EXERCISE GOAL:
Among the lines of the material, copy those that hold the string "speed".

+ + +

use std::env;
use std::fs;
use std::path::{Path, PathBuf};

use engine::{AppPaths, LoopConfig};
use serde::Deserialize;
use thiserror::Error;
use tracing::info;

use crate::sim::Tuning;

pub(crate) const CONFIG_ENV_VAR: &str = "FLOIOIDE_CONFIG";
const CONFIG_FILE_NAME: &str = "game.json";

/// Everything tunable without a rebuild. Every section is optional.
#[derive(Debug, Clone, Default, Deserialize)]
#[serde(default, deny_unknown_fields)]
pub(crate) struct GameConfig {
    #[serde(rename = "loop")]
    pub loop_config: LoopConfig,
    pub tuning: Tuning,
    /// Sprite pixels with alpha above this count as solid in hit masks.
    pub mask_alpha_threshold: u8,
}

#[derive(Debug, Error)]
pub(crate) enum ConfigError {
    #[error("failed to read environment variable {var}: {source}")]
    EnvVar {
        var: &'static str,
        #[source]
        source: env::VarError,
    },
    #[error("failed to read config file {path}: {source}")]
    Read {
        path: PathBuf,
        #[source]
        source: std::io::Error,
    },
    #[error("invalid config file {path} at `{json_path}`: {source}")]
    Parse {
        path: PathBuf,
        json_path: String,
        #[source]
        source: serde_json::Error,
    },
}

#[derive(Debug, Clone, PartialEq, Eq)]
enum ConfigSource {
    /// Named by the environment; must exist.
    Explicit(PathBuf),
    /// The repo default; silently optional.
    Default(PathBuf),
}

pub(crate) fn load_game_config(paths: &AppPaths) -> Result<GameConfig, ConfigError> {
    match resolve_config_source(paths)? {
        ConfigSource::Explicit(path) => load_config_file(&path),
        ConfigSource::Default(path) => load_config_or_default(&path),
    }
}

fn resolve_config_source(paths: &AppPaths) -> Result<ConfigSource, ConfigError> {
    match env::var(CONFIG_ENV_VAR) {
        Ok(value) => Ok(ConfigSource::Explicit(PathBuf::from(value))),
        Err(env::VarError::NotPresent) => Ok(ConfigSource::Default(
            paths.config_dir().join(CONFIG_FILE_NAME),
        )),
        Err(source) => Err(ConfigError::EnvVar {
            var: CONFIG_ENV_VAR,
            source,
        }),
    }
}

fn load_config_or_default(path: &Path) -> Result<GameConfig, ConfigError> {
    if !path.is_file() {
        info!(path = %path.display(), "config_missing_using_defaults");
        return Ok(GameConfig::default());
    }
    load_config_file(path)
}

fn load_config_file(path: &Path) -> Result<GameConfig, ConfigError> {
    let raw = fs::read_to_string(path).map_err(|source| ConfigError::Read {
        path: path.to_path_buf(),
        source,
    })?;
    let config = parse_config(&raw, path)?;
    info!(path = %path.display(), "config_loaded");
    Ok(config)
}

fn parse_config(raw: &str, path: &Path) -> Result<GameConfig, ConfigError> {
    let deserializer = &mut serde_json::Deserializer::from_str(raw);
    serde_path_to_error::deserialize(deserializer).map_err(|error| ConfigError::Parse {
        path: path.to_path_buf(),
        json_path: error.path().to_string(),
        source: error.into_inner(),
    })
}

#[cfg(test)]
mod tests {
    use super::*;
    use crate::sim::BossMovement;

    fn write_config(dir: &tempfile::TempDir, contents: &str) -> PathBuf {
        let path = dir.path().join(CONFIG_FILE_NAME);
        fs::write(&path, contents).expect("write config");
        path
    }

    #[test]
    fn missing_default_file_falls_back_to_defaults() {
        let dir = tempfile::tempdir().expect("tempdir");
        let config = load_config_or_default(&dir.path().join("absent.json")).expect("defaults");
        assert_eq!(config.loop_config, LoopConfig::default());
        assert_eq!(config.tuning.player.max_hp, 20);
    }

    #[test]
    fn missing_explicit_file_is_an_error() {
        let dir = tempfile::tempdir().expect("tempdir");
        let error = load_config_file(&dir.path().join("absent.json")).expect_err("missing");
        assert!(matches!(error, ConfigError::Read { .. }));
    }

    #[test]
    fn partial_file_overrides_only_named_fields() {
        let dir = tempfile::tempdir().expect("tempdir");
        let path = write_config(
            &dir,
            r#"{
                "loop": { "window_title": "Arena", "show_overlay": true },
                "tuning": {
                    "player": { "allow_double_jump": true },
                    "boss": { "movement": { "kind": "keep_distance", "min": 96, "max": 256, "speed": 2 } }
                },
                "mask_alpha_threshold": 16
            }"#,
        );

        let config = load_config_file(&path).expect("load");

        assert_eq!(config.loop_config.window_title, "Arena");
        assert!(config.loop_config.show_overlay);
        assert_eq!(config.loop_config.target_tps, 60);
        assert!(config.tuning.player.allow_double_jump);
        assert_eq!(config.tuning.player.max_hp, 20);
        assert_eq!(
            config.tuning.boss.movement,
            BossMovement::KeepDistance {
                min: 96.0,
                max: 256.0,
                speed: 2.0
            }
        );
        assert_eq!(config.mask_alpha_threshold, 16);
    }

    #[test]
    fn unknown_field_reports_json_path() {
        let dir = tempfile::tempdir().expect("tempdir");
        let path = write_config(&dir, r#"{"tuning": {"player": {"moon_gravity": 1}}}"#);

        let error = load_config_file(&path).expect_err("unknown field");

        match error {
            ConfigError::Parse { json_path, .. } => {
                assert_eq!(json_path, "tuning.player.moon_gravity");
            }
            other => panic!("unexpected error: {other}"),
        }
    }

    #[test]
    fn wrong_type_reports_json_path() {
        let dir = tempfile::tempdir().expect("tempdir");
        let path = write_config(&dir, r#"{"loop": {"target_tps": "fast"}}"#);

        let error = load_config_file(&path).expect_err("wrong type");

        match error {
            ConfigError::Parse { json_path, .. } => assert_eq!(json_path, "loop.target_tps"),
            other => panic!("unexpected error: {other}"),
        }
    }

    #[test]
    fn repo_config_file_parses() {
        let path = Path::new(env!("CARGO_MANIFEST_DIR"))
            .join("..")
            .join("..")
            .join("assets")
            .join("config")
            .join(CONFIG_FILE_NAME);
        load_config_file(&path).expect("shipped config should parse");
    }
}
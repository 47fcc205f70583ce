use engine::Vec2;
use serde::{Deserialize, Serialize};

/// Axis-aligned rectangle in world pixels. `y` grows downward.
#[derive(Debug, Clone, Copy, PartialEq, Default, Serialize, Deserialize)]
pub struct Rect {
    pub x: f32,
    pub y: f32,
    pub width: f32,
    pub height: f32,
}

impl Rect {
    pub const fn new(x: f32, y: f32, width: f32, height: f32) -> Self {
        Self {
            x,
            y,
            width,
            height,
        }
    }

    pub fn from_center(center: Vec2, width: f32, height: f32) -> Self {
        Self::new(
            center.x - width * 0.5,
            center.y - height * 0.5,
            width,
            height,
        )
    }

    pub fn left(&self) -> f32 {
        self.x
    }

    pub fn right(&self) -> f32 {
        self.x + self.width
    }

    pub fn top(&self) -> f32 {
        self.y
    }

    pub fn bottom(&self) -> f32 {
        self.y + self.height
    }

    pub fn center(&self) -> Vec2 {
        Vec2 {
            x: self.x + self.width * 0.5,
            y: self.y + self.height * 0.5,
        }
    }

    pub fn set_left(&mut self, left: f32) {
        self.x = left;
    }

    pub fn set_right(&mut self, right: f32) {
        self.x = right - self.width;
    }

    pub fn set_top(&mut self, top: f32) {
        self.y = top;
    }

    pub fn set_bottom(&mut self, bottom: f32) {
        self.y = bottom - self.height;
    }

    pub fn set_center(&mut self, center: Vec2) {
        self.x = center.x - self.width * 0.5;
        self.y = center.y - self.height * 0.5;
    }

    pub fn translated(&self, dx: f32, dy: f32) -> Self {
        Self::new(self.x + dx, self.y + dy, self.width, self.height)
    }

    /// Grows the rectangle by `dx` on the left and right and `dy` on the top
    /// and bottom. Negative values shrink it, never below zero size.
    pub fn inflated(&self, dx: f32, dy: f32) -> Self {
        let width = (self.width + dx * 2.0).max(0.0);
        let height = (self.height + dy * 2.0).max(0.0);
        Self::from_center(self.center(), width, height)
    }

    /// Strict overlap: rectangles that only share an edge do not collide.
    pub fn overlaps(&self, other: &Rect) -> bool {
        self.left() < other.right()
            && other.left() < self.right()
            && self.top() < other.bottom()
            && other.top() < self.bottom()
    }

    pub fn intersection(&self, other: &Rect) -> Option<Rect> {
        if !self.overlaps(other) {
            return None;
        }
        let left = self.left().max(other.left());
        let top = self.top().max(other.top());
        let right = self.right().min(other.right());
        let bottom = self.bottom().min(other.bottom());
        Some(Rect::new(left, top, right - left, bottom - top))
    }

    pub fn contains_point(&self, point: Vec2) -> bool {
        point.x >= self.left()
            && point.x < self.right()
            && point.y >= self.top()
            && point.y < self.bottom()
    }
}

+ + +

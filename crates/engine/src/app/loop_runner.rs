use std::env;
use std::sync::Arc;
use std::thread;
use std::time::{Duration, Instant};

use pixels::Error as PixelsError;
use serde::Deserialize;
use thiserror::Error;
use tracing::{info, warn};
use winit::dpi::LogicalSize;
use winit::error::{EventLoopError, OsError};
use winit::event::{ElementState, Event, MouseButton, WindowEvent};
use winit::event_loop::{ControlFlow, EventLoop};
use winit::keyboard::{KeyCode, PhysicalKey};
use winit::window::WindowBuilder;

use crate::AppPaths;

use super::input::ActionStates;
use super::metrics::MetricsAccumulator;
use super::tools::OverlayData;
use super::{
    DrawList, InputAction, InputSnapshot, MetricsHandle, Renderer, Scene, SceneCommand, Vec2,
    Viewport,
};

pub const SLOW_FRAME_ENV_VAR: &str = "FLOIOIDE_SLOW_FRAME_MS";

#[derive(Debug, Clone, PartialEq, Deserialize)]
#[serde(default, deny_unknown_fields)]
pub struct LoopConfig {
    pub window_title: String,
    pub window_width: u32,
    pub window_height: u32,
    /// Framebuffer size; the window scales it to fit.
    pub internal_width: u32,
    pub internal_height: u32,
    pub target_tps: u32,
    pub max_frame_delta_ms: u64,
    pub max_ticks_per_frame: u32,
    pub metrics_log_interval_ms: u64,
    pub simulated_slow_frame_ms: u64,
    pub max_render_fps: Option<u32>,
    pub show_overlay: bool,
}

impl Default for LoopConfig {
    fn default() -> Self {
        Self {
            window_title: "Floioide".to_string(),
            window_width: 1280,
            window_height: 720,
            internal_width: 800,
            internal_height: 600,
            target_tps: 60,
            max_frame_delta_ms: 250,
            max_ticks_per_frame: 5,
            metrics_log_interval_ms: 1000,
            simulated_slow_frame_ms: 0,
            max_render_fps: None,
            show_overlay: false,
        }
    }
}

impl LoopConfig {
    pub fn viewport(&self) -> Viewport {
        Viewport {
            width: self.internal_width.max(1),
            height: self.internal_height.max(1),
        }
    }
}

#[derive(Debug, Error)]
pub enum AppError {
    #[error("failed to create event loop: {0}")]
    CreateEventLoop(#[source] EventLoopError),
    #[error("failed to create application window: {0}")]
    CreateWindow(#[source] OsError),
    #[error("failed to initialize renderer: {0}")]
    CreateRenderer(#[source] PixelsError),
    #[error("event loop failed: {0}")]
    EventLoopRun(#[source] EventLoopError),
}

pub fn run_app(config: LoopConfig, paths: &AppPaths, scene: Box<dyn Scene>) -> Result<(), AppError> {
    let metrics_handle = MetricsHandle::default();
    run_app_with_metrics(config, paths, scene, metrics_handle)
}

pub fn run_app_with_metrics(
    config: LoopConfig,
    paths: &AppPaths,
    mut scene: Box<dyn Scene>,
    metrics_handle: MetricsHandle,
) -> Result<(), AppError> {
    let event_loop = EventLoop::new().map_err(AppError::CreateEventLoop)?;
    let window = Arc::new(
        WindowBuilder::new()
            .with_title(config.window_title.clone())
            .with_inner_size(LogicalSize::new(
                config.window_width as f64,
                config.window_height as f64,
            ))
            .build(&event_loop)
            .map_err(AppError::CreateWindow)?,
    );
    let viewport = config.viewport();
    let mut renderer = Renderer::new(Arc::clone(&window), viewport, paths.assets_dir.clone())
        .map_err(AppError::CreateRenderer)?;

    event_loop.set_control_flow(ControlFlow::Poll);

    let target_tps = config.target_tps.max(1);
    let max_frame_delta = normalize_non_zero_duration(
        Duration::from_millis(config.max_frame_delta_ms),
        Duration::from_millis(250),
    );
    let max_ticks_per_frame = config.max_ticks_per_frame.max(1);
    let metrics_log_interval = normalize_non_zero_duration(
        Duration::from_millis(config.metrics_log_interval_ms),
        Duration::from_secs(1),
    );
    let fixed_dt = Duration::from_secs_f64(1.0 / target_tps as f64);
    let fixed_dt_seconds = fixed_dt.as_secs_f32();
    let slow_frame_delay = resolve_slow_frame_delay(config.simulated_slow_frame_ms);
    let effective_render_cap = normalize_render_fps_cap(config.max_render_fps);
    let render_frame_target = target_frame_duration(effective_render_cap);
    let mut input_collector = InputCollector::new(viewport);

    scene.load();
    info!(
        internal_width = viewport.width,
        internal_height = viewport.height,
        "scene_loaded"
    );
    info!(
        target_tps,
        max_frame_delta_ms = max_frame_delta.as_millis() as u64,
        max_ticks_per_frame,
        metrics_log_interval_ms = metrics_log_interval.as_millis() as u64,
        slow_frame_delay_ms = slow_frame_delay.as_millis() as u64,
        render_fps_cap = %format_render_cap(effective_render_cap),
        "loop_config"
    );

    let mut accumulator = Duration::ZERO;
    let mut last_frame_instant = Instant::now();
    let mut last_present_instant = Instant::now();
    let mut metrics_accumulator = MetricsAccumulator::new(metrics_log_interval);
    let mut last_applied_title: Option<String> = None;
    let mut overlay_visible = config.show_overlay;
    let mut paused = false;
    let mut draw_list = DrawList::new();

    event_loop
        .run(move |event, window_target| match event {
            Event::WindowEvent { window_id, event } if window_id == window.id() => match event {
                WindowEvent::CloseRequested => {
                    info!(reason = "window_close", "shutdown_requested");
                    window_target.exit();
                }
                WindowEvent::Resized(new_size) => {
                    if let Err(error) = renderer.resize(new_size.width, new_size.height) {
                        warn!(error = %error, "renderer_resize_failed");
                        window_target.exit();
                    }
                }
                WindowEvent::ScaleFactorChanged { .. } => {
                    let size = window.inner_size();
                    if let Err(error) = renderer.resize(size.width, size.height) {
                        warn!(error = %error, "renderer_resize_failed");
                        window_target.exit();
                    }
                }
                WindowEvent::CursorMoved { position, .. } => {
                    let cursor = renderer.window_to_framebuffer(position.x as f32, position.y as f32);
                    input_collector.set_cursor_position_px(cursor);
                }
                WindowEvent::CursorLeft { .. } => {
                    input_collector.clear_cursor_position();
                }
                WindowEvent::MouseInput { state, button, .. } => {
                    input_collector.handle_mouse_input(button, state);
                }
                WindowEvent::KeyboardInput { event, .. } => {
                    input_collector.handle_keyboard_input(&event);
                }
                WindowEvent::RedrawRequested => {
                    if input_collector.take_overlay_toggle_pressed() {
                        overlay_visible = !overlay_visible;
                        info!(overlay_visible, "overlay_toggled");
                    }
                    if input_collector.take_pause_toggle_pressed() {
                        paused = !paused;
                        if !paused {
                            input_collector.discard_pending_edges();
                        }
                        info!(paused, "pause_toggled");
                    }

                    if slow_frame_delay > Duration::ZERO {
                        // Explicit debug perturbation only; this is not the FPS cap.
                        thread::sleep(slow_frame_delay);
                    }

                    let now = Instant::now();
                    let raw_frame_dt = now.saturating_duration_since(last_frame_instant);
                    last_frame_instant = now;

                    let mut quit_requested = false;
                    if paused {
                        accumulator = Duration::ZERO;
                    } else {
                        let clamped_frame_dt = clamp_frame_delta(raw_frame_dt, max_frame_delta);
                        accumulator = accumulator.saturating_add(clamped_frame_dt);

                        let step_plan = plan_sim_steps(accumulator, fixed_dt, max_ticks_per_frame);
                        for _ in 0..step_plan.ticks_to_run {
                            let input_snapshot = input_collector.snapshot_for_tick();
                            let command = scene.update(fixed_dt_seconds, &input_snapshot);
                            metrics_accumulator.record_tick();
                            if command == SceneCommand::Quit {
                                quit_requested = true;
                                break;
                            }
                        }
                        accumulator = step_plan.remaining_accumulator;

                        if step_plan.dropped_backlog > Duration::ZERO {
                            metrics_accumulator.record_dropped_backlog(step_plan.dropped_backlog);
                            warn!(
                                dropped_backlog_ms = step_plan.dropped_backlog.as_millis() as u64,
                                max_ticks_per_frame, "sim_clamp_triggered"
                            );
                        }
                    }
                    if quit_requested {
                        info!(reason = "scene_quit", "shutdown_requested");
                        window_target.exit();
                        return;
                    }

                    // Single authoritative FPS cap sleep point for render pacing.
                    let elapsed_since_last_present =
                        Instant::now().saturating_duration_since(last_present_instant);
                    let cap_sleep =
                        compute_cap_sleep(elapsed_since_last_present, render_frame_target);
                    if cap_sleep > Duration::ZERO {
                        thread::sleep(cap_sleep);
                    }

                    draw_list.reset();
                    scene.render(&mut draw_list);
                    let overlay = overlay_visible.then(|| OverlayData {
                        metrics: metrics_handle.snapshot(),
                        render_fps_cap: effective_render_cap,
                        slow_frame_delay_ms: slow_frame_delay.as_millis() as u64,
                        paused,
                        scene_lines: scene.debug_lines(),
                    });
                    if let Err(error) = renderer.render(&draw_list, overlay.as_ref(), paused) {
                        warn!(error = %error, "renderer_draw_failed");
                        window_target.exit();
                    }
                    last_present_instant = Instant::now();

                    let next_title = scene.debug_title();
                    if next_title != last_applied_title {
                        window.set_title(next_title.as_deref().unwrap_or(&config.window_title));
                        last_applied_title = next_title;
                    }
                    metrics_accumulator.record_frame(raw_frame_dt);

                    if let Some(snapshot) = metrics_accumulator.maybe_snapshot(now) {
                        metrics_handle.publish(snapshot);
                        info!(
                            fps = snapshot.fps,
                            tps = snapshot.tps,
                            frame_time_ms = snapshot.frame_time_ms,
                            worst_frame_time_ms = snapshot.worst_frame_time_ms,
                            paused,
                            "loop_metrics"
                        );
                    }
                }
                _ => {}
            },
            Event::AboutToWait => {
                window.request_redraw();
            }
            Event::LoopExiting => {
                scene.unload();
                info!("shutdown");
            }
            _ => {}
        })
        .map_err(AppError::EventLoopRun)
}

+ + +

SOLUTION:
                    "boss": { "movement": { "kind": "keep_distance", "min": 96, "max": 256, "speed": 2 } }
                speed: 2.0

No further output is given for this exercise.